Raising a coffee kid

As a parent I find I’m in a bit of a transition zone these days. My kids, aged 7 and 10, are in the in- between years. They aren’t little kids anymore but I’m not ready to treat them like big kids either. I notice it more and more every day. Especially with my 10 year old son. You can almost see the inner struggle on his face. His hormones are wreaking havoc on his impulses. He’s not sure whether he should indulge his desire to cuddle with me on the couch, play Lego, or stomp to his room, hide under his headphones and listen to loud music. But he’s growing up. There’s no denying it.

As if his new body odour issues weren’t enough evidence of this fact, he recently came home with a query that I wasn’t prepared to handle at such a young age. He asked me if he could start drinking coffee. Like any parent, my immediate response was, “No way.” “It’ll stunt your growth.” “You won’t like it, anyway.” Now, I’m sure I had the same conversation with my own mother at some point and I probably rolled my eyes and sulked but then accepted her response and it ended there. But parenting is different now. Our kids don’t trust us to be the all-knowing authority anymore. They trust Google.

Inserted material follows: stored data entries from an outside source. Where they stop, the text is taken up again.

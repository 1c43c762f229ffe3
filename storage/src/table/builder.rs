// storage/src/table/builder.rs

//! Lays out and writes new tables.

use super::definition::{
    write_definition_bytes, IndexDataDefinition, LogicalIndexDefinition, TableDefinition,
};
use super::Table;
use crate::column::Column;
use crate::file::PageChannel;
use crate::index::{
    IndexData, ASCENDING_COLUMN_FLAG, IGNORE_NULLS_INDEX_FLAG, PRIMARY_KEY_INDEX_TYPE,
    REQUIRED_INDEX_FLAG, UNIQUE_INDEX_FLAG, UNKNOWN_INDEX_FLAG,
};
use crate::page::DataPage;
use crate::row::RowErrorHandler;
use crate::usage::{new_inline_row, UsageMap};
use crate::{Result, StorageError};
use jetdb_core::{IndexDefinition, TableSchema};
use std::sync::Arc;

const NORMAL_INDEX_TYPE: u8 = 0x00;

/// Usage map rows on the map page of a new table.
const OWNED_PAGES_ROW: usize = 0;
const FREE_SPACE_PAGES_ROW: usize = 1;
const FIRST_INDEX_ROW: usize = 2;

fn index_flags(index: &IndexDefinition) -> u8 {
    let mut flags = UNKNOWN_INDEX_FLAG;
    if index.unique {
        flags |= UNIQUE_INDEX_FLAG;
    }
    if index.ignore_nulls {
        flags |= IGNORE_NULLS_INDEX_FLAG;
    }
    if index.required {
        flags |= REQUIRED_INDEX_FLAG;
    }
    flags
}

/// Assigns column numbers, variable column slots and fixed data offsets.
fn layout_columns(channel: &PageChannel, schema: &TableSchema) -> Result<Vec<Column>> {
    let format = channel.format();
    if schema.columns.len() > format.max_columns_per_table {
        return Err(StorageError::InvalidArgument(format!(
            "Table {} has more than {} columns",
            schema.name, format.max_columns_per_table
        )));
    }

    let mut var_index = 0u16;
    let mut fixed_offset = 0u16;
    let mut columns = Vec::with_capacity(schema.columns.len());
    for (number, definition) in schema.columns.iter().enumerate() {
        let column = Column::from_definition(format, definition, number as u16, var_index, fixed_offset)?;
        if column.is_variable_length() {
            var_index += 1;
        } else {
            fixed_offset += column.data_type().fixed_size().unwrap_or(0) as u16;
        }
        columns.push(column);
    }
    Ok(columns)
}

/// Maps logical indexes onto index datas; indexes with the same columns
/// and flags share one.
fn layout_indexes(
    schema: &TableSchema,
    columns: &[Column],
) -> Result<(Vec<IndexDataDefinition>, Vec<LogicalIndexDefinition>)> {
    let mut datas: Vec<IndexDataDefinition> = Vec::new();
    let mut indexes = Vec::with_capacity(schema.indexes.len());

    for (number, index) in schema.indexes.iter().enumerate() {
        let index_columns = index
            .columns
            .iter()
            .map(|ic| {
                let column = columns
                    .iter()
                    .find(|c| c.name().eq_ignore_ascii_case(&ic.name))
                    .ok_or_else(|| {
                        StorageError::InvalidArgument(format!(
                            "Index {} refers to unknown column {}",
                            index.name, ic.name
                        ))
                    })?;
                let flags = if ic.ascending { ASCENDING_COLUMN_FLAG } else { 0 };
                Ok((column.column_number(), flags))
            })
            .collect::<Result<Vec<_>>>()?;
        let flags = index_flags(index);

        let data_number = match datas
            .iter()
            .position(|d| d.columns == index_columns && d.flags == flags)
        {
            Some(position) => position,
            None => {
                datas.push(IndexDataDefinition {
                    columns: index_columns,
                    usage_map: (0, 0),
                    root_page: 0,
                    flags,
                });
                datas.len() - 1
            }
        };

        indexes.push(LogicalIndexDefinition {
            name: index.name.clone(),
            index_number: number as u32,
            data_number: data_number as u32,
            index_type: if index.primary_key {
                PRIMARY_KEY_INDEX_TYPE
            } else {
                NORMAL_INDEX_TYPE
            },
            reference: None,
        });
    }
    Ok((datas, indexes))
}

/// Writes a new empty table and returns it loaded.
pub(crate) fn create_table(
    channel: &Arc<PageChannel>,
    schema: &TableSchema,
    table_type: u8,
    error_handler: Arc<dyn RowErrorHandler>,
) -> Result<Table> {
    if channel.is_read_only() {
        return Err(StorageError::ReadOnly(
            "Database was opened read-only".to_string(),
        ));
    }
    schema.validate().map_err(StorageError::InvalidArgument)?;
    let format = channel.format();
    if schema.indexes.len() > format.max_indexes_per_table {
        return Err(StorageError::InvalidArgument(format!(
            "Table {} has more than {} indexes",
            schema.name, format.max_indexes_per_table
        )));
    }

    let columns = layout_columns(channel, schema)?;
    let (mut index_datas, indexes) = layout_indexes(schema, &columns)?;

    let guard = channel.write_guard();
    let table_def_page = channel.allocate_page()?;

    let mut map_page = DataPage::new(vec![0u8; format.page_size], format);
    map_page.init(0);
    for _ in 0..FIRST_INDEX_ROW + index_datas.len() {
        map_page.add_record(&new_inline_row(format), 0).ok_or_else(|| {
            StorageError::InvalidArgument(format!(
                "Usage maps of table {} do not fit on one page",
                schema.name
            ))
        })?;
    }
    let map_page_number = channel.write_new_page(&map_page.into_inner())?;

    UsageMap::read(channel, map_page_number, OWNED_PAGES_ROW)?
        .add_page(channel, table_def_page)?;
    for (i, data) in index_datas.iter_mut().enumerate() {
        let row = FIRST_INDEX_ROW + i;
        data.usage_map = (map_page_number, row);
        data.root_page = IndexData::create_root_page(channel, table_def_page)?;
        UsageMap::read(channel, map_page_number, row)?.add_page(channel, data.root_page)?;
    }

    let definition = TableDefinition {
        row_count: 0,
        last_auto_number: 0,
        table_type,
        columns,
        owned_pages: (map_page_number, OWNED_PAGES_ROW),
        free_space_pages: (map_page_number, FREE_SPACE_PAGES_ROW),
        index_datas,
        indexes,
    };
    write_definition_bytes(channel, table_def_page, &definition.encode(format))?;
    guard.finish()?;

    log::debug!(
        "Created table {} at page {} with {} columns and {} indexes",
        schema.name,
        table_def_page,
        definition.columns.len(),
        definition.indexes.len()
    );
    Table::read(
        Arc::clone(channel),
        schema.name.clone(),
        table_def_page,
        error_handler,
    )
}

So, off he went to do a little research and a short while later approached me with his evidence. If he drank decaf coffee, it would be 99% caffeine free which amounts to about 3mg of caffeine per serving, or less than what would be found in a chocolate bar or hot chocolate and far less that would be in a can of cola (a rare indulgence at our house but not absolutely off limits either). Additionally, without added sugar, he argued that a cup of coffee could actually be better for him than a glass of juice. “Oh, and mom. That whole ‘stunts your growth’ thing is a myth,” he said.

What was a mom to do? I showed him additional information about the decaffeination process until he agreed with me that only naturally decaffeinated ‘Swiss Water Process’ decaf was acceptable. I had to admire his research abilities and willingness to logically argue the point, so I did the only thing a parent of questionable ability could do: I took him for coffee. But secretly, I was still sure he wasn’t going to like the taste.

It was important to me that his first time to be with someone he knew. So we went to Home Ground Coffee & Roasting House, where I work part-time and am being trained as a Roaster. I know the coffee is organic, fairly traded, roasted and served with love. He chose an organic Peru decaf which he verified was Swiss Water Process decaffeinated. He filled his cup and we sat down. He took the tiniest sip and decided it was too hot so I told him he could put a little milk in it if he wanted. I was careful not to draw attention to the sugar. Anything can taste palatable to a 10 year old if you put enough sugar in it. He added milk and joined me in the arm chairs by the window where he casually sipped his coffee and I gaped at him.

I searched for the involuntary face scrunch that someone gets when they don’t actually like something but are choking it down out of pride. Nothing. Instead he asked me about the coffee industry in Peru and how the fruit becomes the bean and how it is roasted. We had a lovely conversation and before I knew it he’d finished his cup and declared his love for it.

For a few reasons, I almost cried. 1) Proof of genetic similarity. He may be the spitting image of his dad but finally we have proof that he is mine. I now know that at least one of my offspring will share my enthusiasm for this beverage. 2) Shame. What are people going to think when they find out my son drinks coffee?? There goes my Mother of the Year award…again. 3) A mix of Nostalgia & Fear. My baby boy is growing up before my eyes. What happened to the little boy who not that long ago only drank milk from a sippy cup and didn’t know where Peru was? If I keep him from coffee, will he stop growing up? But I didn’t cry.

His first cup of coffee was just one of many firsts he’s going to experience in the coming years and I only hope that he approaches them like he did this one. May he always make his decisions based on facts; only follow through because he wants to not because of what someone else wants; and may he continue to include his mom in the decision making, if not the experience. I look forward to years of future coffee dates with my baby boy. P.S. Since his first coffee, my son has decided that he prefers to drink his coffee black and his favourite brewing technique is a slow brewed pour over. That’s my boy.

2019 UPDATE - My boy is now well into his teen years and no longer drinks decaf. He is now gets caffeine withdrawal headaches if he misses his morning cup, just like the rest of us. His first paid job was with Rebel Bean Roasters. He still makes choices based on facts (even some bad choices) and still discusses them with his mom.